In today's markets, when the price of oil seems to be on a ceaseless uphill climb and the value of a dollar seems to be sinking more every day, the spectre of inflation is touted again and again. The truth is, the US economy faces something far worse than inflation. It faces stagflation.
Stagflation is a term that strikes fear into the hearts of economists and businessmen worldwide because it can destroy an economy and it is very hard to fix.
What You Need to Know About Money & Inflation
We tend to think of money as a kind of "fixed" group of objects. There is only so much of it in the world, and it moves from person to person when people buy things. Both of those obvious truths are dangerously inaccurate.
Money is a "place holder". The dollars in your bank account and in your pocket represent goods. A baker cooks a loaf of bread, gets five bucks, and he can buy flour or an hour of baby sitting from the kid next door.
Dollars are how we trade things in this nation. We use them to decide the relative value of things. A Jaguar costs more dollars than a Honda Accord, perhaps because more time and materials went into the Jaguar or perhaps because there are just fewer of them.

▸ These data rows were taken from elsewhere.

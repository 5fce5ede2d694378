//! # Portfolio RAG Core
//!
//! Shared, I/O-free logic for Portfolio RAG: the tabular data model,
//! document materialization, the exact L2 vector index, the aggregation
//! resolver, the query router and grounding-prompt assembly.
//!
//! This crate contains no tokio, HTTP, filesystem I/O, or model runtime
//! dependencies. Embedding and generation models are consumed through the
//! [`embedding::Embedder`] and [`generate::Generator`] traits, which the
//! application crate implements for real providers and tests implement
//! with deterministic stubs.
//!
//! ## Control flow
//!
//! ```text
//! question ──▶ router ──┬──▶ aggregate (fast path) ─────────────┐
//!                       │                                       ▼
//!                       └──▶ index.search ──▶ generate ──▶ (answer, sources)
//! ```

pub mod aggregate;
pub mod embedding;
pub mod generate;
pub mod index;
pub mod materialize;
pub mod models;
pub mod pipeline;
pub mod router;
pub mod table;
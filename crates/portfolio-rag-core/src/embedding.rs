//! Embedding capability trait and vector utilities.
//!
//! Defines the [`Embedder`] trait that all embedding backends implement,
//! plus the distance function used by the vector index.
//!
//! Concrete providers (feature hashing, OpenAI, Ollama, fastembed) live in
//! the `portfolio-rag` app crate.

use anyhow::Result;
use async_trait::async_trait;

/// Text → vector capability.
///
/// The same instance must be used to build the index and to embed queries,
/// otherwise distances are meaningless.
#[async_trait]
pub trait Embedder: Send + Sync {
    /// Returns the model identifier (e.g. `"all-minilm-l6-v2"`).
    fn model_name(&self) -> &str;

    /// Returns the embedding vector dimensionality (e.g. `384`).
    fn dims(&self) -> usize;

    /// Embed a batch of texts, one vector per input, in input order.
    async fn embed_batch(&self, texts: &[String]) -> Result<Vec<Vec<f32>>>;

    /// Embed a single text.
    async fn embed(&self, text: &str) -> Result<Vec<f32>> {
        let results = self.embed_batch(&[text.to_string()]).await?;
        results
            .into_iter()
            .next()
            .ok_or_else(|| anyhow::anyhow!("Empty embedding response"))
    }
}

/// Squared Euclidean distance between two vectors.
///
/// Squaring preserves the ordering of true L2 distance, which is all
/// nearest-neighbour search needs. Vectors of different lengths are
/// infinitely far apart.
pub fn l2_distance_squared(a: &[f32], b: &[f32]) -> f32 {
    if a.len() != b.len() {
        return f32::INFINITY;
    }
    a.iter()
        .zip(b.iter())
        .map(|(x, y)| {
            let d = x - y;
            d * d
        })
        .sum()
}
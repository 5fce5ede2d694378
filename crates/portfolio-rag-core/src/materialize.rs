//! Row-to-document materialization.
//!
//! Every table row becomes one [`Document`] whose content is a flat
//! `FILE: <name> | ROW: <n> | col=val | ...` line. Columns appear in table
//! order and null cells are left out entirely.

use crate::models::{Attribution, Document};
use crate::table::{Datasets, Table};

/// Produce one document per row of `table`, in row order.
///
/// A table with no columns yields zero documents.
pub fn materialize(table: &Table, file: &str) -> Vec<Document> {
    if table.columns().is_empty() {
        return Vec::new();
    }

    table
        .rows()
        .iter()
        .enumerate()
        .map(|(row_index, row)| {
            let mut parts = Vec::with_capacity(row.len() + 2);
            parts.push(format!("FILE: {}", file));
            parts.push(format!("ROW: {}", row_index));
            for (column, cell) in table.columns().iter().zip(row) {
                if !cell.is_null() {
                    parts.push(format!("{}={}", column, cell));
                }
            }
            Document {
                content: parts.join(" | "),
                attribution: Attribution::new(file, row_index),
            }
        })
        .collect()
}

/// Materialize holdings then trades into a single ordered sequence.
pub fn materialize_all(datasets: &Datasets) -> Vec<Document> {
    datasets
        .labelled()
        .into_iter()
        .flat_map(|(file, table)| materialize(table, file))
        .collect()
}
//! HTTP chat API.
//!
//! Serves the query pipeline over JSON. The pipeline is built before the
//! listener binds, so a server that accepts connections can always answer.
//!
//! # Endpoints
//!
//! | Method | Path | Description |
//! |--------|------|-------------|
//! | `GET`  | `/` | Service name, version and endpoint list |
//! | `GET`  | `/health` | Health check (returns version and document count) |
//! | `POST` | `/chat` | Ask a question within a session |
//!
//! # Error Contract
//!
//! All error responses share one envelope:
//!
//! ```json
//! { "error": { "code": "bad_request", "message": "message must not be empty" } }
//! ```
//!
//! Error codes: `bad_request` (400), `timeout` (408), `internal` (500).
//!
//! # CORS
//!
//! `[server].cors_origins` lists the allowed origins. When empty, all
//! origins are permitted.

use axum::{
    extract::{rejection::JsonRejection, State},
    http::{HeaderValue, StatusCode},
    response::{IntoResponse, Response},
    routing::{get, post},
    Json, Router,
};
use serde::{Deserialize, Serialize};
use std::sync::Arc;
use std::time::Duration;
use tower_http::cors::{AllowOrigin, Any, CorsLayer};

use portfolio_rag_core::models::Attribution;
use portfolio_rag_core::pipeline::Pipeline;

use crate::app::build_pipeline;
use crate::config::Config;
use crate::session::SessionStore;

/// Longest accepted `message`, in characters.
pub const MAX_MESSAGE_CHARS: usize = 2000;

/// Shared application state passed to all route handlers via Axum's `State` extractor.
#[derive(Clone)]
struct AppState {
    config: Arc<Config>,
    pipeline: Arc<Pipeline>,
    sessions: Arc<SessionStore>,
}

/// Build the pipeline from `config`, then serve it.
///
/// This is the entry point used by the `prag serve` command. Returns an
/// error if the pipeline cannot be built or the address cannot be bound.
pub async fn run_server(config: &Config) -> anyhow::Result<()> {
    let pipeline = Arc::new(build_pipeline(config).await?);
    run_server_with_pipeline(config, pipeline).await
}

/// Serve an already built pipeline on `[server].bind`.
///
/// Runs until the process is terminated.
pub async fn run_server_with_pipeline(
    config: &Config,
    pipeline: Arc<Pipeline>,
) -> anyhow::Result<()> {
    let bind_addr = config.server.bind.clone();
    let app = router(config, pipeline)?;

    let listener = tokio::net::TcpListener::bind(&bind_addr).await?;
    tracing::info!("Chat API listening on http://{}", bind_addr);
    axum::serve(listener, app).await?;

    Ok(())
}

/// The route table with state and CORS applied.
pub fn router(config: &Config, pipeline: Arc<Pipeline>) -> anyhow::Result<Router> {
    let state = AppState {
        config: Arc::new(config.clone()),
        pipeline,
        sessions: Arc::new(SessionStore::new(config.session.max_history)),
    };

    Ok(Router::new()
        .route("/", get(handle_root))
        .route("/health", get(handle_health))
        .route("/chat", post(handle_chat))
        .layer(cors_layer(&config.server.cors_origins)?)
        .with_state(state))
}

fn cors_layer(origins: &[String]) -> anyhow::Result<CorsLayer> {
    let layer = CorsLayer::new().allow_methods(Any).allow_headers(Any);
    if origins.is_empty() {
        return Ok(layer.allow_origin(Any));
    }

    let origins = origins
        .iter()
        .map(|o| {
            HeaderValue::from_str(o)
                .map_err(|_| anyhow::anyhow!("Invalid CORS origin in server.cors_origins: {}", o))
        })
        .collect::<anyhow::Result<Vec<_>>>()?;
    Ok(layer.allow_origin(AllowOrigin::list(origins)))
}

// ============ Error response ============

#[derive(Serialize)]
struct ErrorBody {
    error: ErrorDetail,
}

#[derive(Serialize)]
struct ErrorDetail {
    /// Machine-readable error code (e.g., `"bad_request"`, `"timeout"`).
    code: String,
    message: String,
}

/// Internal error type that converts into an Axum HTTP response.
struct AppError {
    status: StatusCode,
    code: String,
    message: String,
}

impl IntoResponse for AppError {
    fn into_response(self) -> Response {
        let body = ErrorBody {
            error: ErrorDetail {
                code: self.code,
                message: self.message,
            },
        };
        (self.status, Json(body)).into_response()
    }
}

/// Constructs a 400 Bad Request error.
fn bad_request(message: impl Into<String>) -> AppError {
    AppError {
        status: StatusCode::BAD_REQUEST,
        code: "bad_request".to_string(),
        message: message.into(),
    }
}

/// Constructs a 408 Request Timeout error.
fn timeout_error(message: impl Into<String>) -> AppError {
    AppError {
        status: StatusCode::REQUEST_TIMEOUT,
        code: "timeout".to_string(),
        message: message.into(),
    }
}

/// Constructs a 500 Internal Server Error.
fn internal_error(message: impl Into<String>) -> AppError {
    AppError {
        status: StatusCode::INTERNAL_SERVER_ERROR,
        code: "internal".to_string(),
        message: message.into(),
    }
}

// ============ GET / ============

#[derive(Serialize)]
struct RootResponse {
    name: &'static str,
    version: &'static str,
    endpoints: Vec<&'static str>,
}

async fn handle_root() -> Json<RootResponse> {
    Json(RootResponse {
        name: "portfolio-rag",
        version: env!("CARGO_PKG_VERSION"),
        endpoints: vec!["GET /", "GET /health", "POST /chat"],
    })
}

// ============ GET /health ============

#[derive(Serialize)]
struct HealthResponse {
    /// Always `"ok"` when the server is running.
    status: String,
    /// The crate version from `Cargo.toml`.
    version: String,
    /// Documents in the vector index.
    documents: usize,
}

async fn handle_health(State(state): State<AppState>) -> Json<HealthResponse> {
    Json(HealthResponse {
        status: "ok".to_string(),
        version: env!("CARGO_PKG_VERSION").to_string(),
        documents: state.pipeline.index().len(),
    })
}

// ============ POST /chat ============

#[derive(Deserialize)]
struct ChatRequest {
    #[serde(default)]
    session_id: Option<String>,
    message: String,
    #[serde(default)]
    top_k: Option<i64>,
}

#[derive(Serialize)]
struct ChatResponse {
    session_id: String,
    answer: String,
    sources: Vec<Attribution>,
}

/// Handler for `POST /chat`.
///
/// Validates the request, answers it with the session's prior turns as
/// history and records the exchange. Returns `400` for invalid input and
/// `408` when the pipeline exceeds `[server].request_timeout_secs`; the
/// query task is aborted and the question is dropped from the session.
async fn handle_chat(
    State(state): State<AppState>,
    body: Result<Json<ChatRequest>, JsonRejection>,
) -> Result<Json<ChatResponse>, AppError> {
    let Json(req) = body.map_err(|e| bad_request(e.body_text()))?;

    let chars = req.message.chars().count();
    if req.message.trim().is_empty() {
        return Err(bad_request("message must not be empty"));
    }
    if chars > MAX_MESSAGE_CHARS {
        return Err(bad_request(format!(
            "message must be at most {} characters",
            MAX_MESSAGE_CHARS
        )));
    }

    let retrieval = &state.config.retrieval;
    let top_k = req.top_k.unwrap_or(retrieval.default_top_k);
    if !(1..=retrieval.max_top_k).contains(&top_k) {
        return Err(bad_request(format!(
            "top_k must be between 1 and {}",
            retrieval.max_top_k
        )));
    }

    let session_id = SessionStore::resolve_id(req.session_id.as_deref());
    let history = state.sessions.history(&session_id);
    state.sessions.append_user(&session_id, &req.message);

    let pipeline = Arc::clone(&state.pipeline);
    let message = req.message.clone();
    let mut task = tokio::spawn(async move { pipeline.query(&message, top_k, &history).await });

    let limit = Duration::from_secs(state.config.server.request_timeout_secs);
    let answer = match tokio::time::timeout(limit, &mut task).await {
        Ok(Ok(answer)) => answer,
        Ok(Err(e)) => {
            tracing::error!(error = %e, "query task failed");
            state.sessions.discard_unanswered(&session_id, &req.message);
            return Err(internal_error("query failed"));
        }
        Err(_) => {
            task.abort();
            state.sessions.discard_unanswered(&session_id, &req.message);
            tracing::warn!(session = %session_id, "query timed out");
            return Err(timeout_error(format!(
                "query did not complete within {} seconds",
                limit.as_secs()
            )));
        }
    };

    tracing::debug!(session = %session_id, route = ?answer.route, sources = answer.sources.len(), "chat answered");
    state.sessions.append_assistant(&session_id, &answer.answer);

    Ok(Json(ChatResponse {
        session_id,
        answer: answer.answer,
        sources: answer.sources,
    }))
}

Now, if there were only a fixed number of dollars in an economy, we'd have a huge problem. Because we actually make more stuff every year. If we increase the number of objects in an economy and keep the same number of dollars, the "price" of every object in dollars goes down.
For example: If there are only ten dollars and ten apples in the world, you might pay a dollar per apple. But what if there are suddenly twenty apples? The price of an apple might fall to $0.50 (half a dollar). The guy growing apples would think his apples weren't as valuable as they used to be, and he would probably decide to produce less. The same "falling price" rule applies to almost everything. What if you found out tomorrow that your job suddenly paid half what it currently does? Wouldn't you quit and find something else to do?
Now that you understand why we need more money circulating every year, you'll be happy to know that the United States has a way to increase the amount of money to keep up with the production of things. Actually it has several. First, the government can just print money. It uses all kind of complicated tools (like buying bonds or making loans to banks) to release more money into the economy. It often does that when it wants to fund things like wars.
The Federal Reserve actively manages money all the time. It sets the rate at which banks can borrow money from the Fed to loan to others. In the months after 9/11, the Federal Reserve set the reserve rate very, very low to stimulate the economy. They had to do that because businesses and consumers were not spending money and many costs (like airline security) had suddenly skyrocketed. Without the infusion of cash, nobody would have bought anything and businesses would have stopped producing the stuff people weren't buying. Businesses would have laid people off, thus further reducing the ability of people to buy things.
That downward spiral is called "deflation" and many folks blame it for the Great Depression. The stock market crash of 1929 sucked a huge amount of money out of the economy, and failure to put it back in made businesses stop production and fire workers, who subsequently wandered the streets looking for something to do. Some guy called Keynes said we'd fallen into a "liquidity trap" and convinced the government to spend money on stuff like building Hoover Dam. The economy got a little better. We had a big World War, the Government printed a bunch of money, and it got better still. That was the economic boom of the 50's.
By this time you understand that money is not a passive thing. Changing the amount of money circulating in an economy, shocks that dramatically impact spending habits, dramatic increases in the real cost of things (like oil) relative to other objects (like food) can have a massive impact on the lives and well being of people who have to live in that economy.
Which Brings Us Back to Stagflation and the Credit Crunch of 2007
Having read all this, its easy to imagine the Government should just print money all the time. Obviously its good for production. The problem is, the more money you have circulating, the less any given dollar can purchase. If you are fan investor with a lot of cash, a person living on a pension, or a country that has a lot of its wealth in dollars, you don't like having the dollars you hold become worth less every single day. So you use those dollars to buy something like Euro's that hold their value a little longer. If you are selling things to people with dollars, you charge them more dollars every day. The result is no one wants dollars and prices in dollars go up very fast.
Over the last seven years, the price of oil has gone from $30 a barrel to over $100 a barrel, resulting in $1.29 gallon of gas going up to over $3.50. The cost of health insurance has gone up by more than 400%. The average price of a house in some areas has almost doubled. The cost of food has risen more than 10% this year alone. Five years ago the Dow was at 8000, and earlier this year it was at 14000. That increase far outstripped the growth the nation saw in real production during that time.
Very low interest rates implemented by the Federal Reserve after 9/11, and the increased government deficit spending occasioned by the War on Terror, have created much inflation in the price of things. Wages, have not kept pace with with inflation. An employer who gets twice as much for his bread may not instantly decide to pay his bakers twice as much.